**DATA FOR PROCESSING:**

--

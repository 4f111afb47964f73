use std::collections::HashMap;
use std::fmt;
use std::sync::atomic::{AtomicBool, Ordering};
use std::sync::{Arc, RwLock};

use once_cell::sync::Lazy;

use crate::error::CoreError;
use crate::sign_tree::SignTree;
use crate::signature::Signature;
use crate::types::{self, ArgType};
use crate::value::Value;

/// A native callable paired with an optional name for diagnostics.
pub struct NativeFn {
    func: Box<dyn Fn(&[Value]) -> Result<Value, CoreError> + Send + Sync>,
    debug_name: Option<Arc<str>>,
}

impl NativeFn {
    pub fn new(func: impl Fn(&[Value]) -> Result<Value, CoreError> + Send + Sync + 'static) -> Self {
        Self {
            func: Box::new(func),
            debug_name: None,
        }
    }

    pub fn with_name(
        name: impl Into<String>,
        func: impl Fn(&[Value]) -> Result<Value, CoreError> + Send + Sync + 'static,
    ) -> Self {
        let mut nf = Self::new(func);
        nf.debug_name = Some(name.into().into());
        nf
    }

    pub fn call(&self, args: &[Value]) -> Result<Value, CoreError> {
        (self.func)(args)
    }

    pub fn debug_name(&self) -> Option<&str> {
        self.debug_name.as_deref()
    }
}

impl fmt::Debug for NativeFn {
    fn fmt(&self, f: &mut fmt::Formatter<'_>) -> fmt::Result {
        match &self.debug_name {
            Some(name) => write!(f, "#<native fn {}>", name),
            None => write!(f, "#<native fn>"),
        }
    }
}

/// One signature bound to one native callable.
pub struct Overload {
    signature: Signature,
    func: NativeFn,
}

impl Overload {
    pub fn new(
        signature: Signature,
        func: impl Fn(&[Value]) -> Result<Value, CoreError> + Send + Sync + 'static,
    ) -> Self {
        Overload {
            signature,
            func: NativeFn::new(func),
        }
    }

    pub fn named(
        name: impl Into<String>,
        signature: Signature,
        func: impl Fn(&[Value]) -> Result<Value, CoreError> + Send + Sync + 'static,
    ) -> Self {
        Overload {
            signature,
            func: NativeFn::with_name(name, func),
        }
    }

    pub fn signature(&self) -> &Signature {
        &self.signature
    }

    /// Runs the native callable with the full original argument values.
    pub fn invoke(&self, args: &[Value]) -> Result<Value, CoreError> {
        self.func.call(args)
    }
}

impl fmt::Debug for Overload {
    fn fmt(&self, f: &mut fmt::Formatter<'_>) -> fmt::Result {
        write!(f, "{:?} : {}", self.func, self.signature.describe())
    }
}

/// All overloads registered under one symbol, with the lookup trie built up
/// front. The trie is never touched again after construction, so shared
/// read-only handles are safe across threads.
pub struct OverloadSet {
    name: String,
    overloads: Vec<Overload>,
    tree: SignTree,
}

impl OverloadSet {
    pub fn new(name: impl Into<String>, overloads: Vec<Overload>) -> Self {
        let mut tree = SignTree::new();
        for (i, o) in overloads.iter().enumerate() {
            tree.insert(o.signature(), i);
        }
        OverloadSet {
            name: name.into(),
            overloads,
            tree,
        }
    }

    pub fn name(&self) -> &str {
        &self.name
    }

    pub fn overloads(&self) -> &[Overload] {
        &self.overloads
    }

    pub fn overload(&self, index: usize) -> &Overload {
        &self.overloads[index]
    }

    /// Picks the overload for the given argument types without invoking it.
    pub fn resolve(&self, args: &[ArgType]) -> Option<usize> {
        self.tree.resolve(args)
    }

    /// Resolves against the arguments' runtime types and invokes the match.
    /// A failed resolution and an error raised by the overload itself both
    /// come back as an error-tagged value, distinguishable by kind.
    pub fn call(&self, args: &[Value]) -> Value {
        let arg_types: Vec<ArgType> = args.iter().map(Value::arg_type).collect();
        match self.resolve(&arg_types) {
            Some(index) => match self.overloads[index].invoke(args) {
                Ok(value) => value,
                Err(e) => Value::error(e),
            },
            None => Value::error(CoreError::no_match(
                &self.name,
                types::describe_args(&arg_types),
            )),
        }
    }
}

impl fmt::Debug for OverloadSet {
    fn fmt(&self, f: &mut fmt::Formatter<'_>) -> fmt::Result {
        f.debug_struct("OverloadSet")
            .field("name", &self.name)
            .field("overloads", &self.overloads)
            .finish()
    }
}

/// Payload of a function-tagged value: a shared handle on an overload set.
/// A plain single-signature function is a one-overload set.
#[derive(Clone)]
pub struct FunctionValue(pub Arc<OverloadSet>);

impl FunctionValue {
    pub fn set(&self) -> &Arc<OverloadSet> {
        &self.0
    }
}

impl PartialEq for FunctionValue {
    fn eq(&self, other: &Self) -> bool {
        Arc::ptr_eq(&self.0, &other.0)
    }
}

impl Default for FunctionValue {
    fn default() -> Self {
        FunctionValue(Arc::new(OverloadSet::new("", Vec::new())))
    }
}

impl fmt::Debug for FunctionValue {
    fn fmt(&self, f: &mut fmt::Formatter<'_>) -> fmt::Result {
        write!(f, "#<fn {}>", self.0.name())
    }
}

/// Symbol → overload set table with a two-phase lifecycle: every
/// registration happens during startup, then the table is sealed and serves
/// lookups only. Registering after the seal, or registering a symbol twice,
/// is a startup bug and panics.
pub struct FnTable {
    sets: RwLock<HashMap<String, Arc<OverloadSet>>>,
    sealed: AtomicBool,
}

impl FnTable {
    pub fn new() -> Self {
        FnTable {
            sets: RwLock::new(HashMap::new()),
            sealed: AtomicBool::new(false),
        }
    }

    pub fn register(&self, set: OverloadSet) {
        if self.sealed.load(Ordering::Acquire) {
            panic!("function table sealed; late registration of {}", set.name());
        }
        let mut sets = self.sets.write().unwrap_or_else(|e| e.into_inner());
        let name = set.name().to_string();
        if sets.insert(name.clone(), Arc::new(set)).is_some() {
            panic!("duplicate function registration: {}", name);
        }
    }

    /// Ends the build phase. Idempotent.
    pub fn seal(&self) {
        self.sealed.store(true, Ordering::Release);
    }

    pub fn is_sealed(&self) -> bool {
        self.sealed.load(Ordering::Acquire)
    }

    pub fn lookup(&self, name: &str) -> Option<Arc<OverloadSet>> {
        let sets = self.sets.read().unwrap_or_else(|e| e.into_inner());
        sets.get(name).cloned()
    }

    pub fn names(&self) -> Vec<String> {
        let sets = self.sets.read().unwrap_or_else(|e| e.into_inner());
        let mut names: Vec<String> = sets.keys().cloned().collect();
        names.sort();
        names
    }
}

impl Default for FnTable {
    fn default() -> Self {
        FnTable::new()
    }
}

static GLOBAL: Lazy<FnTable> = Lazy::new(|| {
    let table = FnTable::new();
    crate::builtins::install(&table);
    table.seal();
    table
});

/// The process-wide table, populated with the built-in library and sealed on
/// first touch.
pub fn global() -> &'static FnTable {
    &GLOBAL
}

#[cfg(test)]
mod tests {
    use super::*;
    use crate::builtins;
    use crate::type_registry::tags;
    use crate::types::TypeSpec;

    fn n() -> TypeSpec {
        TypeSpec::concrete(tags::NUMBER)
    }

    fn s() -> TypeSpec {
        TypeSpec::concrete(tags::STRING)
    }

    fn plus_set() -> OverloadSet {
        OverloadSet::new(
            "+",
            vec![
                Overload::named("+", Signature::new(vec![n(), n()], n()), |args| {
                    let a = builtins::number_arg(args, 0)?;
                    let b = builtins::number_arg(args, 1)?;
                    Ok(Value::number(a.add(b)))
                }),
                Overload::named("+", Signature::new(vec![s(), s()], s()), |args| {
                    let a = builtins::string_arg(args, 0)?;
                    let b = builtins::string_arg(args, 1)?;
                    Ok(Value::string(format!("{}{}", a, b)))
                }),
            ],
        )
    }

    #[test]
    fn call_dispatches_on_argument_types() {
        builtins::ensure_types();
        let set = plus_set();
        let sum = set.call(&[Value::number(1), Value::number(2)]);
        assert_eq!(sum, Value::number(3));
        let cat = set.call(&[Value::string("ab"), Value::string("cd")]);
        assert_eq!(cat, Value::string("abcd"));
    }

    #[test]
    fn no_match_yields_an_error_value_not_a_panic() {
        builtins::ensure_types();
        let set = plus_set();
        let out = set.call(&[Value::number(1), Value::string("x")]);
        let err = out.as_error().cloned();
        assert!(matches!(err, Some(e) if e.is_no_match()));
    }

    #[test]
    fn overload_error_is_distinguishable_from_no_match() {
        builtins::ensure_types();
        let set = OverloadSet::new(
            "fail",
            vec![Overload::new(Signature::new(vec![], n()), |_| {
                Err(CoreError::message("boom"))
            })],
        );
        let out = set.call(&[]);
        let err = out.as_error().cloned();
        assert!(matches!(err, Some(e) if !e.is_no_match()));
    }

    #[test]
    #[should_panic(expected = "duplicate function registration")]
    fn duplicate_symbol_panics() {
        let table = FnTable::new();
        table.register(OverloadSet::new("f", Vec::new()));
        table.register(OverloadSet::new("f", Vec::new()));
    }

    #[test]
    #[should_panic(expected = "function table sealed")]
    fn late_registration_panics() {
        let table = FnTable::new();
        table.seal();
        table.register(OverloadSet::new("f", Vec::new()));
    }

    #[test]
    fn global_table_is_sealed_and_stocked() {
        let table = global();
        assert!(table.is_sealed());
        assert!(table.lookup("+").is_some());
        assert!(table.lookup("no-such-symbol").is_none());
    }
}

--

Repeat, exactly as they stand above, the lines from the line with "pub fn register(&self, set: OverloadSet)" to the line with "let name = set.name().to_string();", both lines included.

**RESPONSE:**
    pub fn register(&self, set: OverloadSet) {
        if self.sealed.load(Ordering::Acquire) {
            panic!("function table sealed; late registration of {}", set.name());
        }
        let mut sets = self.sets.write().unwrap_or_else(|e| e.into_inner());
        let name = set.name().to_string();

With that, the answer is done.